Friday, nov. 6, 2009   |   0 comments

Back when I was about eight months pregnant, we needed the city to sign off on some of plans we had submitted for our ultra ambitious, cliched “pregnant lady in nesting mode” kitchen remodel. The planning department had been sitting on the paperwork for over a month, and we were getting frantic — any delay meant we were in danger of losing our insanely slender-margin-ed race against time to get into the house before the baby arrived.

So I put on my green maternity dress, the one that made me look extra specially pregnant…

this is how I stand now

…and I waddled down to the city offices.

Me: “Hi, I’m here to pick up our plans?”

Lady behind the desk, after typing in my information: “I’m sorry, they aren’t ready yet.”

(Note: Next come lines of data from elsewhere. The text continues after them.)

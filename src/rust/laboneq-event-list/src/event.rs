// Copyright 2025 Zurich Instruments AG
// SPDX-License-Identifier: Apache-2.0

use std::fmt::Display;

use laboneq_common::types::{
    DeviceUid, HandleUid, OscillatorUid, ParameterUid, PulseUid, SectionUid, SignalUid,
};
use num_complex::Complex64;

pub type EventId = usize;

/// Time in seconds.
pub type Seconds = f64;

/// Kind of an event, without its payload.
#[derive(Debug, Clone, Copy, PartialEq, Eq, Hash)]
pub enum EventType {
    SectionStart,
    SectionEnd,
    LoopStart,
    LoopEnd,
    LoopIterationStart,
    LoopIterationEnd,
    PlayStart,
    PlayEnd,
    DelayStart,
    DelayEnd,
    AcquireStart,
    AcquireEnd,
    SetOscillatorFrequencyStart,
    SetOscillatorFrequencyEnd,
    InitialOscillatorFrequency,
    ResetSwOscillatorPhase,
    ResetHwOscillatorPhase,
    InitialResetHwOscillatorPhase,
}

impl EventType {
    pub fn as_str(&self) -> &'static str {
        match self {
            EventType::SectionStart => "SECTION_START",
            EventType::SectionEnd => "SECTION_END",
            EventType::LoopStart => "LOOP_START",
            EventType::LoopEnd => "LOOP_END",
            EventType::LoopIterationStart => "LOOP_ITERATION_START",
            EventType::LoopIterationEnd => "LOOP_ITERATION_END",
            EventType::PlayStart => "PLAY_START",
            EventType::PlayEnd => "PLAY_END",
            EventType::DelayStart => "DELAY_START",
            EventType::DelayEnd => "DELAY_END",
            EventType::AcquireStart => "ACQUIRE_START",
            EventType::AcquireEnd => "ACQUIRE_END",
            EventType::SetOscillatorFrequencyStart => "SET_OSCILLATOR_FREQUENCY_START",
            EventType::SetOscillatorFrequencyEnd => "SET_OSCILLATOR_FREQUENCY_END",
            EventType::InitialOscillatorFrequency => "INITIAL_OSCILLATOR_FREQUENCY",
            EventType::ResetSwOscillatorPhase => "RESET_SW_OSCILLATOR_PHASE",
            EventType::ResetHwOscillatorPhase => "RESET_HW_OSCILLATOR_PHASE",
            EventType::InitialResetHwOscillatorPhase => "INITIAL_RESET_HW_OSCILLATOR_PHASE",
        }
    }
}

impl Display for EventType {
    fn fmt(&self, f: &mut std::fmt::Formatter<'_>) -> std::fmt::Result {
        f.write_str(self.as_str())
    }
}

/// Payload of play, delay and acquire start events.
///
/// After the event list is generated, the phase related fields read as follows:
/// - `phase`: the baseband phase of the pulse
/// - `oscillator_phase`: the oscillator phase for software oscillators, `None` for hardware oscillators
/// - `increment_oscillator_phase`: if present, the event should increment the hardware oscillator phase
#[derive(Debug, Clone, PartialEq)]
pub struct PulseEvent {
    pub signal: SignalUid,
    pub section: Option<SectionUid>,
    pub pulse: Option<PulseUid>,
    pub amplitude: Option<Complex64>,
    /// Acquisition handle, only on acquire events.
    pub handle: Option<HandleUid>,
    pub phase: f64,
    pub increment_oscillator_phase: Option<f64>,
    pub set_oscillator_phase: Option<f64>,
    /// Frequency of the software oscillator when the pulse starts.
    pub oscillator_frequency: Option<f64>,
    pub oscillator_phase: Option<f64>,
}

impl PulseEvent {
    pub fn new(signal: SignalUid, section: Option<SectionUid>) -> Self {
        PulseEvent {
            signal,
            section,
            pulse: None,
            amplitude: None,
            handle: None,
            phase: 0.0,
            increment_oscillator_phase: None,
            set_oscillator_phase: None,
            oscillator_frequency: None,
            oscillator_phase: None,
        }
    }
}

/// Frequency update of a single oscillator.
#[derive(Debug, Clone, PartialEq)]
pub struct OscillatorFrequencyEvent {
    pub oscillator: OscillatorUid,
    /// Signals modulated by the oscillator.
    pub signals: Vec<SignalUid>,
    pub value: f64,
    pub parameter: Option<ParameterUid>,
    pub section: Option<SectionUid>,
    pub iteration: u64,
}

#[derive(Debug, Clone, PartialEq)]
pub enum EventKind {
    SectionStart {
        section: SectionUid,
    },
    SectionEnd {
        section: SectionUid,
        chain_element_id: EventId,
    },
    LoopStart {
        section: SectionUid,
        num_repeats: u64,
    },
    LoopEnd {
        section: SectionUid,
        chain_element_id: EventId,
    },
    LoopIterationStart {
        section: SectionUid,
        iteration: u64,
        parameters: Vec<ParameterUid>,
    },
    LoopIterationEnd {
        section: SectionUid,
        iteration: u64,
        chain_element_id: EventId,
    },
    PlayStart(PulseEvent),
    PlayEnd {
        signal: SignalUid,
        chain_element_id: EventId,
    },
    DelayStart(PulseEvent),
    DelayEnd {
        signal: SignalUid,
        chain_element_id: EventId,
    },
    AcquireStart(PulseEvent),
    AcquireEnd {
        signal: SignalUid,
        chain_element_id: EventId,
    },
    SetOscillatorFrequencyStart(OscillatorFrequencyEvent),
    SetOscillatorFrequencyEnd {
        oscillator: OscillatorUid,
        signals: Vec<SignalUid>,
        chain_element_id: EventId,
    },
    InitialOscillatorFrequency(OscillatorFrequencyEvent),
    ResetSwOscillatorPhase {
        section: Option<SectionUid>,
    },
    ResetHwOscillatorPhase {
        signals: Vec<SignalUid>,
    },
    InitialResetHwOscillatorPhase {
        device: DeviceUid,
        /// Duration of the reset in seconds.
        duration: Seconds,
    },
}

impl EventKind {
    pub fn event_type(&self) -> EventType {
        match self {
            EventKind::SectionStart { .. } => EventType::SectionStart,
            EventKind::SectionEnd { .. } => EventType::SectionEnd,
            EventKind::LoopStart { .. } => EventType::LoopStart,
            EventKind::LoopEnd { .. } => EventType::LoopEnd,
            EventKind::LoopIterationStart { .. } => EventType::LoopIterationStart,
            EventKind::LoopIterationEnd { .. } => EventType::LoopIterationEnd,
            EventKind::PlayStart(_) => EventType::PlayStart,
            EventKind::PlayEnd { .. } => EventType::PlayEnd,
            EventKind::DelayStart(_) => EventType::DelayStart,
            EventKind::DelayEnd { .. } => EventType::DelayEnd,
            EventKind::AcquireStart(_) => EventType::AcquireStart,
            EventKind::AcquireEnd { .. } => EventType::AcquireEnd,
            EventKind::SetOscillatorFrequencyStart(_) => EventType::SetOscillatorFrequencyStart,
            EventKind::SetOscillatorFrequencyEnd { .. } => EventType::SetOscillatorFrequencyEnd,
            EventKind::InitialOscillatorFrequency(_) => EventType::InitialOscillatorFrequency,
            EventKind::ResetSwOscillatorPhase { .. } => EventType::ResetSwOscillatorPhase,
            EventKind::ResetHwOscillatorPhase { .. } => EventType::ResetHwOscillatorPhase,
            EventKind::InitialResetHwOscillatorPhase { .. } => {
                EventType::InitialResetHwOscillatorPhase
            }
        }
    }
}

/// An event of the flat event list.
#[derive(Debug, Clone, PartialEq)]
pub struct Event {
    pub id: EventId,
    /// Absolute time in seconds.
    pub time: Seconds,
    pub kind: EventKind,
}

impl Event {
    pub fn event_type(&self) -> EventType {
        self.kind.event_type()
    }

    /// Signals targeted by the event.
    pub fn signals(&self) -> &[SignalUid] {
        match &self.kind {
            EventKind::PlayStart(pulse)
            | EventKind::DelayStart(pulse)
            | EventKind::AcquireStart(pulse) => std::slice::from_ref(&pulse.signal),
            EventKind::PlayEnd { signal, .. }
            | EventKind::DelayEnd { signal, .. }
            | EventKind::AcquireEnd { signal, .. } => std::slice::from_ref(signal),
            EventKind::SetOscillatorFrequencyStart(osc)
            | EventKind::InitialOscillatorFrequency(osc) => osc.signals.as_slice(),
            EventKind::SetOscillatorFrequencyEnd { signals, .. }
            | EventKind::ResetHwOscillatorPhase { signals } => signals.as_slice(),
            EventKind::SectionStart { .. }
            | EventKind::SectionEnd { .. }
            | EventKind::LoopStart { .. }
            | EventKind::LoopEnd { .. }
            | EventKind::LoopIterationStart { .. }
            | EventKind::LoopIterationEnd { .. }
            | EventKind::ResetSwOscillatorPhase { .. }
            | EventKind::InitialResetHwOscillatorPhase { .. } => &[],
        }
    }

    /// ID of the start event an end event belongs to.
    pub fn chain_element_id(&self) -> Option<EventId> {
        match &self.kind {
            EventKind::SectionEnd {
                chain_element_id, ..
            }
            | EventKind::LoopEnd {
                chain_element_id, ..
            }
            | EventKind::LoopIterationEnd {
                chain_element_id, ..
            }
            | EventKind::PlayEnd {
                chain_element_id, ..
            }
            | EventKind::DelayEnd {
                chain_element_id, ..
            }
            | EventKind::AcquireEnd {
                chain_element_id, ..
            }
            | EventKind::SetOscillatorFrequencyEnd {
                chain_element_id, ..
            } => Some(*chain_element_id),
            _ => None,
        }
    }

    pub fn pulse(&self) -> Option<&PulseEvent> {
        match &self.kind {
            EventKind::PlayStart(pulse)
            | EventKind::DelayStart(pulse)
            | EventKind::AcquireStart(pulse) => Some(pulse),
            _ => None,
        }
    }
}

/// Sort the events selected by `priority` by time and priority.
///
/// Returns the indices of the selected events. Events at the same time are
/// ordered by ascending priority value, remaining ties by event ID, so that the
/// order does not depend on the order of the input.
pub(crate) fn sorted_by_priority(
    events: &[Event],
    priority: impl Fn(EventType) -> Option<i32>,
) -> Vec<usize> {
    let mut selected: Vec<(usize, i32)> = events
        .iter()
        .enumerate()
        .filter_map(|(idx, event)| priority(event.event_type()).map(|p| (idx, p)))
        .collect();
    selected.sort_by(|(a, prio_a), (b, prio_b)| {
        let (a, b) = (&events[*a], &events[*b]);
        a.time
            .total_cmp(&b.time)
            .then(prio_a.cmp(prio_b))
            .then(a.id.cmp(&b.id))
    });
    selected.into_iter().map(|(idx, _)| idx).collect()
}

Me: “Is there anything I can do to speed things up? We’ve been waiting over a month, and we need those plans signed before we can move into our house. Meanwhile we’re paying both the mortgage and rent, money we can’t really afford to waste, seeing as [pointing at gigantic bump] we’ve got a baby on the way…”

Lady: “We’re still waiting on a signature, and the man who needs to sign it isn’t in the office yet.”

Me, sweetly: “I can wait.”

Lady: “He won’t be here for at least an hour. Maybe two.”

Me: “That’s fine. I’ll wait.”

She shot me a nervous look as I lowered myself into a seat at the counter, closed my eyes, cupped my belly, and started practicing my breathing exercises, slowly and audibly.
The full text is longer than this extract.